[Stored items]
━━━━━━━━━━━━━━━━

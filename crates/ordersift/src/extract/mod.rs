//! Generative line-item extraction with deterministic fallback.
//!
//! The model contract is a black box: email text in, one JSON object out,
//! fails sometimes. Everything around it — retries, backoff, malformed-output
//! recovery, and reconciliation against the heuristic classifier — is this
//! module's job.

pub mod http;

use std::sync::Arc;
use std::time::Duration;

use async_trait::async_trait;
use chrono::{DateTime, NaiveDate, Utc};
use serde::Deserialize;
use tracing::{debug, warn};

use crate::classify::{self, HeuristicResult};
use crate::config::{PipelineConfig, PROMPT_BODY_LIMIT};
use crate::error::ExtractError;
use crate::mailbox::MailMessage;
use crate::order::{RawItem, RawOrderRecord};

pub use http::HttpGenerativeClient;

/// Text-in, text-out generation service. Errors carry an HTTP-like status so
/// rate limiting is detectable.
#[async_trait]
pub trait GenerativeClient: Send + Sync {
    async fn generate(&self, prompt: &str) -> Result<String, ExtractError>;
}

/// Item shape of the model's structured output.
#[derive(Debug, Deserialize)]
#[serde(rename_all = "camelCase")]
struct ModelItem {
    #[serde(default)]
    name: String,
    #[serde(default)]
    quantity: Option<u32>,
    #[serde(default)]
    unit: Option<String>,
    #[serde(default)]
    unit_price: Option<f64>,
    #[serde(default)]
    part_number: Option<String>,
    #[serde(default)]
    asin: Option<String>,
}

/// The documented response schema.
#[derive(Debug, Deserialize)]
#[serde(rename_all = "camelCase")]
struct ModelExtraction {
    #[serde(default)]
    is_order: bool,
    #[serde(default)]
    supplier: Option<String>,
    #[serde(default)]
    order_date: Option<String>,
    #[serde(default)]
    total_amount: Option<f64>,
    #[serde(default)]
    items: Vec<ModelItem>,
    #[serde(default)]
    confidence: Option<f64>,
}

/// Receives human-readable notes about retry events during one extraction,
/// so callers can surface them on the job log.
pub type LogFn<'a> = &'a (dyn Fn(String) + Send + Sync);

/// Extraction pipeline stage wrapping an injected [`GenerativeClient`].
pub struct AiExtractor {
    client: Arc<dyn GenerativeClient>,
    max_attempts: u32,
    pacing: Duration,
}

impl AiExtractor {
    pub fn new(client: Arc<dyn GenerativeClient>, config: &PipelineConfig) -> Self {
        Self {
            client,
            max_attempts: config.max_extract_attempts.max(1),
            pacing: Duration::from_millis(config.model_pacing_ms),
        }
    }

    /// Extracts a raw order record from one email, or `None` when the email
    /// is not an order. Never returns an error: every failure path degrades
    /// to the heuristic classifier.
    pub async fn extract(
        &self,
        message: &MailMessage,
        body: &str,
        now: DateTime<Utc>,
    ) -> Option<RawOrderRecord> {
        self.extract_logged(message, body, now, &|_| {}).await
    }

    /// Same as [`AiExtractor::extract`], reporting retry events to `log`.
    pub async fn extract_logged(
        &self,
        message: &MailMessage,
        body: &str,
        now: DateTime<Utc>,
        log: LogFn<'_>,
    ) -> Option<RawOrderRecord> {
        let prompt = build_prompt(message, body);

        for attempt in 0..self.max_attempts {
            if !self.pacing.is_zero() {
                tokio::time::sleep(self.pacing).await;
            }
            match self.client.generate(&prompt).await {
                Ok(response) => {
                    return match parse_extraction(&response) {
                        Ok(parsed) => self.reconcile(parsed, message, body, now),
                        Err(e) => {
                            warn!(
                                "Unparseable model output for message {}: {}",
                                message.id, e
                            );
                            heuristic_record(message, body, now)
                        }
                    };
                }
                Err(e) if e.is_rate_limited() && attempt + 1 < self.max_attempts => {
                    let delay = backoff_delay(attempt);
                    warn!(
                        "Rate limited on attempt {} for message {}, backing off {:?}",
                        attempt + 1,
                        message.id,
                        delay
                    );
                    log(format!(
                        "Rate limited by the model, retrying in {}s",
                        delay.as_secs()
                    ));
                    tokio::time::sleep(delay).await;
                }
                Err(e) => {
                    warn!(
                        "Generation failed for message {} (attempt {}): {}, degrading to heuristic",
                        message.id,
                        attempt + 1,
                        e
                    );
                    return heuristic_record(message, body, now);
                }
            }
        }

        heuristic_record(message, body, now)
    }

    /// Applies the reconciliation rules to a successfully parsed model reply.
    fn reconcile(
        &self,
        parsed: ModelExtraction,
        message: &MailMessage,
        body: &str,
        now: DateTime<Utc>,
    ) -> Option<RawOrderRecord> {
        let heuristic = run_heuristic(message, body, now);

        // The model saying "not an order" loses to an obvious deterministic
        // order signal.
        if !parsed.is_order {
            if heuristic.is_order {
                debug!(
                    "Heuristic override: model said not-order for message {}",
                    message.id
                );
                return Some(record_from_heuristic(message, heuristic));
            }
            return None;
        }

        let mut items: Vec<RawItem> = parsed
            .items
            .into_iter()
            .filter(|i| !i.name.trim().is_empty())
            .map(|i| {
                let mut item = RawItem::new(
                    i.name.trim(),
                    i.quantity.unwrap_or(1),
                    i.unit.as_deref().unwrap_or("each"),
                    i.unit_price,
                );
                item.sku = i.part_number;
                item.asin = i.asin;
                item
            })
            .collect();

        let total_amount = parsed.total_amount.unwrap_or(0.0);

        // Order with no items: one deterministic re-attempt before accepting
        // the empty list.
        let mut recovered_items = false;
        if items.is_empty() {
            let recovered = classify::extract_items(body);
            if !recovered.is_empty() {
                items = recovered;
                recovered_items = true;
            }
        }

        let order_date = normalize_order_date(parsed.order_date.as_deref(), message.date(), now);
        let supplier = parsed
            .supplier
            .filter(|s| !s.trim().is_empty())
            .or(heuristic.supplier)
            .unwrap_or_else(|| "Unknown".to_string());

        let mut record = RawOrderRecord::new(&message.id, message.subject(), &supplier, order_date);
        record.order_number = classify::extract_order_number(message.subject())
            .or_else(|| classify::extract_order_number(body));
        record.confidence = parsed.confidence.unwrap_or(0.5).clamp(0.0, 1.0);
        record.items = items;
        // A totalAmount claimed alongside an empty item list is not trusted.
        record.total_amount = if recovered_items {
            record.items_total()
        } else {
            total_amount
        };
        Some(record)
    }
}

/// Exponential backoff for rate-limited attempts: 2, 4, 8 seconds.
pub fn backoff_delay(attempt: u32) -> Duration {
    Duration::from_secs(2u64.pow(attempt + 1))
}

/// Normalizes an order date: parsed model date, else the message header
/// date, else `now`. Idempotent on already-ISO input.
pub fn normalize_order_date(
    raw: Option<&str>,
    header_date: Option<DateTime<Utc>>,
    now: DateTime<Utc>,
) -> DateTime<Utc> {
    if let Some(raw) = raw.map(str::trim).filter(|s| !s.is_empty()) {
        if let Ok(dt) = DateTime::parse_from_rfc3339(raw) {
            return dt.with_timezone(&Utc);
        }
        if let Ok(date) = NaiveDate::parse_from_str(raw, "%Y-%m-%d") {
            if let Some(dt) = date.and_hms_opt(0, 0, 0) {
                return dt.and_utc();
            }
        }
        if let Ok(dt) = DateTime::parse_from_rfc2822(raw) {
            return dt.with_timezone(&Utc);
        }
    }
    header_date.unwrap_or(now)
}

/// Builds the fixed-structure extraction prompt: metadata plus body
/// truncated to 8,000 characters.
fn build_prompt(message: &MailMessage, body: &str) -> String {
    let truncated: String = body.chars().take(PROMPT_BODY_LIMIT).collect();
    format!(
        r#"You are a purchase-order extraction assistant. Analyze the email below and respond ONLY with a JSON object matching this schema:
{{"isOrder": bool, "supplier": string, "orderDate": "YYYY-MM-DD", "totalAmount": number, "items": [{{"name": string, "quantity": number, "unit": string, "unitPrice": number, "partNumber": string|null, "asin": string|null}}], "confidence": number}}

From: {from}
Subject: {subject}
Date: {date}

Body:
{body}"#,
        from = message.from(),
        subject = message.subject(),
        date = message.header("Date").unwrap_or(""),
        body = truncated,
    )
}

/// Parses the first balanced JSON object out of the model's reply.
fn parse_extraction(response: &str) -> Result<ModelExtraction, ExtractError> {
    let json = extract_json(response)
        .ok_or_else(|| ExtractError::MalformedResponse("no JSON object in reply".to_string()))?;
    serde_json::from_str(&json).map_err(|e| ExtractError::MalformedResponse(e.to_string()))
}

/// Finds the first balanced `{...}` in the response, tracking string
/// boundaries and escape sequences so braces inside values don't confuse
/// the depth count.
pub fn extract_json(response: &str) -> Option<String> {
    let start = response.find('{')?;

    let mut depth = 0;
    let mut in_string = false;
    let mut escape_next = false;

    for (i, c) in response[start..].char_indices() {
        if escape_next {
            escape_next = false;
            continue;
        }
        match c {
            '\\' if in_string => escape_next = true,
            '"' => in_string = !in_string,
            '{' if !in_string => depth += 1,
            '}' if !in_string => {
                depth -= 1;
                if depth == 0 {
                    return Some(response[start..start + i + 1].to_string());
                }
            }
            _ => {}
        }
    }
    None
}

fn run_heuristic(message: &MailMessage, body: &str, now: DateTime<Utc>) -> HeuristicResult {
    classify::classify(message.subject(), message.from(), body, message.date(), now)
}

/// Full heuristic fallback path: classify and convert, or a confident
/// not-an-order.
fn heuristic_record(
    message: &MailMessage,
    body: &str,
    now: DateTime<Utc>,
) -> Option<RawOrderRecord> {
    let result = run_heuristic(message, body, now);
    if result.is_order {
        Some(record_from_heuristic(message, result))
    } else {
        None
    }
}

fn record_from_heuristic(message: &MailMessage, result: HeuristicResult) -> RawOrderRecord {
    let supplier = result.supplier.unwrap_or_else(|| "Unknown".to_string());
    let mut record =
        RawOrderRecord::new(&message.id, message.subject(), &supplier, result.order_date);
    record.order_number = result.order_number;
    record.total_amount = result.total_amount;
    record.confidence = result.confidence;
    record.items = result.items;
    record
}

━━━━━━━━━━━━━━━━

# [EXERCISE]
Go line by line through the data and copy any that contain "LogFn".

# [RESPONSE FOR THIS EXERCISE]
pub type LogFn<'a> = &'a (dyn Fn(String) + Send + Sync);
        log: LogFn<'_>,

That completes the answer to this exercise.